-- SOURCE INFORMATION --
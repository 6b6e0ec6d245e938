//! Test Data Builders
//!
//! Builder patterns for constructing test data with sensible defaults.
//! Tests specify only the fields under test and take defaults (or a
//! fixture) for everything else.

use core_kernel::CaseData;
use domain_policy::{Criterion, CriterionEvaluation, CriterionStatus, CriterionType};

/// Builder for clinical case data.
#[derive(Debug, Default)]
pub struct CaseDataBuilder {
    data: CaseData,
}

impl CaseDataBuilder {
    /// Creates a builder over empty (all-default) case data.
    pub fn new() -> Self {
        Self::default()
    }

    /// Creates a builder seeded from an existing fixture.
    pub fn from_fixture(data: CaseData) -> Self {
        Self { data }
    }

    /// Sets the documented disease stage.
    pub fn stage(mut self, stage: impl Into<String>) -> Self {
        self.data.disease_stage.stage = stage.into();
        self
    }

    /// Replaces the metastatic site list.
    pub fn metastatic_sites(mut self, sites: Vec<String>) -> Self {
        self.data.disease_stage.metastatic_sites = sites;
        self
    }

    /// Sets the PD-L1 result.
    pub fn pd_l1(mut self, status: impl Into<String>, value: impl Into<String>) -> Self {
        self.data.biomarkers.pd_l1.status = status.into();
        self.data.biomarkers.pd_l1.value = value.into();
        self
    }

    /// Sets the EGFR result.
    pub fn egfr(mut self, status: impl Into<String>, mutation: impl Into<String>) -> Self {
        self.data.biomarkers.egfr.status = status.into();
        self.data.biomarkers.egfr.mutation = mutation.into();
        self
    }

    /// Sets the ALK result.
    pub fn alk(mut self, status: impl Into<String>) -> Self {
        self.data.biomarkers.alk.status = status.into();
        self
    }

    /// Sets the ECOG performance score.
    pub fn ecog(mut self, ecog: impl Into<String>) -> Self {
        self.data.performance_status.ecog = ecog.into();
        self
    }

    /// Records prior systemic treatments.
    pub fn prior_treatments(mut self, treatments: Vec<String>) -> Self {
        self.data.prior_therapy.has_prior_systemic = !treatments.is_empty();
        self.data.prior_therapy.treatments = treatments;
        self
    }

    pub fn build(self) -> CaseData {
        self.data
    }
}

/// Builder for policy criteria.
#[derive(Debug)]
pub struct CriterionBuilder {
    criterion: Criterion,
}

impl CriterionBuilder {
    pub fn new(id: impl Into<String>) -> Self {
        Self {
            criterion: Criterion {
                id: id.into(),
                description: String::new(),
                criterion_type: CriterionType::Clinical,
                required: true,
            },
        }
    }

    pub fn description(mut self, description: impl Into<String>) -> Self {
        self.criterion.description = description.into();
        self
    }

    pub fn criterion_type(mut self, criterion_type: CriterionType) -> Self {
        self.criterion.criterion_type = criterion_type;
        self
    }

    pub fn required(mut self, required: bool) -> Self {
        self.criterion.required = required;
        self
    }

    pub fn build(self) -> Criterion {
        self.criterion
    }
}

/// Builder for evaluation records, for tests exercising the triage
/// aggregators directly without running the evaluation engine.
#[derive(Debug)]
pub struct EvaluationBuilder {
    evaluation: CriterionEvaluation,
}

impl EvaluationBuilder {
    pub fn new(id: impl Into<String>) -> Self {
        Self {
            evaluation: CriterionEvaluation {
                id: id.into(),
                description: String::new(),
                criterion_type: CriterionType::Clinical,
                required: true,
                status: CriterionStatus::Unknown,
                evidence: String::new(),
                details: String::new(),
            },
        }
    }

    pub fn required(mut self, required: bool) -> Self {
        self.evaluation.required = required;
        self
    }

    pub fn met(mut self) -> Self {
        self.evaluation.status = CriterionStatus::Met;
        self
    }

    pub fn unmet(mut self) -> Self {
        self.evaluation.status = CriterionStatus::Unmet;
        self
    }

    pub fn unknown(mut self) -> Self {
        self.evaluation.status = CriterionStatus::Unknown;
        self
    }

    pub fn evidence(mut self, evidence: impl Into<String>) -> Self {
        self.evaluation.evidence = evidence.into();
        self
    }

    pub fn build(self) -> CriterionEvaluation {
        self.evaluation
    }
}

-- TASK OBJECTIVE --
Retype each line of the listing exactly as it was given above.

-- RESPONSE AREA --
repository 6b6e0ec6d245e938
//! Test Data Builders
//!
//! Builder patterns for constructing test data with sensible defaults.
//! Tests specify only the fields under test and take defaults (or a
//! fixture) for everything else.

use core_kernel::CaseData;
use domain_policy::{Criterion, CriterionEvaluation, CriterionStatus, CriterionType};

/// Builder for clinical case data.
#[derive(Debug, Default)]
pub struct CaseDataBuilder {
    data: CaseData,
}

impl CaseDataBuilder {
    /// Creates a builder over empty (all-default) case data.
    pub fn new() -> Self {
        Self::default()
    }

    /// Creates a builder seeded from an existing fixture.
    pub fn from_fixture(data: CaseData) -> Self {
        Self { data }
    }

    /// Sets the documented disease stage.
    pub fn stage(mut self, stage: impl Into<String>) -> Self {
        self.data.disease_stage.stage = stage.into();
        self
    }

    /// Replaces the metastatic site list.
    pub fn metastatic_sites(mut self, sites: Vec<String>) -> Self {
        self.data.disease_stage.metastatic_sites = sites;
        self
    }

    /// Sets the PD-L1 result.
    pub fn pd_l1(mut self, status: impl Into<String>, value: impl Into<String>) -> Self {
        self.data.biomarkers.pd_l1.status = status.into();
        self.data.biomarkers.pd_l1.value = value.into();
        self
    }

    /// Sets the EGFR result.
    pub fn egfr(mut self, status: impl Into<String>, mutation: impl Into<String>) -> Self {
        self.data.biomarkers.egfr.status = status.into();
        self.data.biomarkers.egfr.mutation = mutation.into();
        self
    }

    /// Sets the ALK result.
    pub fn alk(mut self, status: impl Into<String>) -> Self {
        self.data.biomarkers.alk.status = status.into();
        self
    }

    /// Sets the ECOG performance score.
    pub fn ecog(mut self, ecog: impl Into<String>) -> Self {
        self.data.performance_status.ecog = ecog.into();
        self
    }

    /// Records prior systemic treatments.
    pub fn prior_treatments(mut self, treatments: Vec<String>) -> Self {
        self.data.prior_therapy.has_prior_systemic = !treatments.is_empty();
        self.data.prior_therapy.treatments = treatments;
        self
    }

    pub fn build(self) -> CaseData {
        self.data
    }
}

/// Builder for policy criteria.
#[derive(Debug)]
pub struct CriterionBuilder {
    criterion: Criterion,
}

impl CriterionBuilder {
    pub fn new(id: impl Into<String>) -> Self {
        Self {
            criterion: Criterion {
                id: id.into(),
                description: String::new(),
                criterion_type: CriterionType::Clinical,
                required: true,
            },
        }
    }

    pub fn description(mut self, description: impl Into<String>) -> Self {
        self.criterion.description = description.into();
        self
    }

    pub fn criterion_type(mut self, criterion_type: CriterionType) -> Self {
        self.criterion.criterion_type = criterion_type;
        self
    }

    pub fn required(mut self, required: bool) -> Self {
        self.criterion.required = required;
        self
    }

    pub fn build(self) -> Criterion {
        self.criterion
    }
}

/// Builder for evaluation records, for tests exercising the triage
/// aggregators directly without running the evaluation engine.
#[derive(Debug)]
pub struct EvaluationBuilder {
    evaluation: CriterionEvaluation,
}

impl EvaluationBuilder {
    pub fn new(id: impl Into<String>) -> Self {
        Self {
            evaluation: CriterionEvaluation {
                id: id.into(),
                description: String::new(),
                criterion_type: CriterionType::Clinical,
                required: true,
                status: CriterionStatus::Unknown,
                evidence: String::new(),
                details: String::new(),
            },
        }
    }

    pub fn required(mut self, required: bool) -> Self {
        self.evaluation.required = required;
        self
    }

    pub fn met(mut self) -> Self {
        self.evaluation.status = CriterionStatus::Met;
        self
    }

    pub fn unmet(mut self) -> Self {
        self.evaluation.status = CriterionStatus::Unmet;
        self
    }

    pub fn unknown(mut self) -> Self {
        self.evaluation.status = CriterionStatus::Unknown;
        self
    }

    pub fn evidence(mut self, evidence: impl Into<String>) -> Self {
        self.evaluation.evidence = evidence.into();
        self
    }

    pub fn build(self) -> CriterionEvaluation {
        self.evaluation
    }
}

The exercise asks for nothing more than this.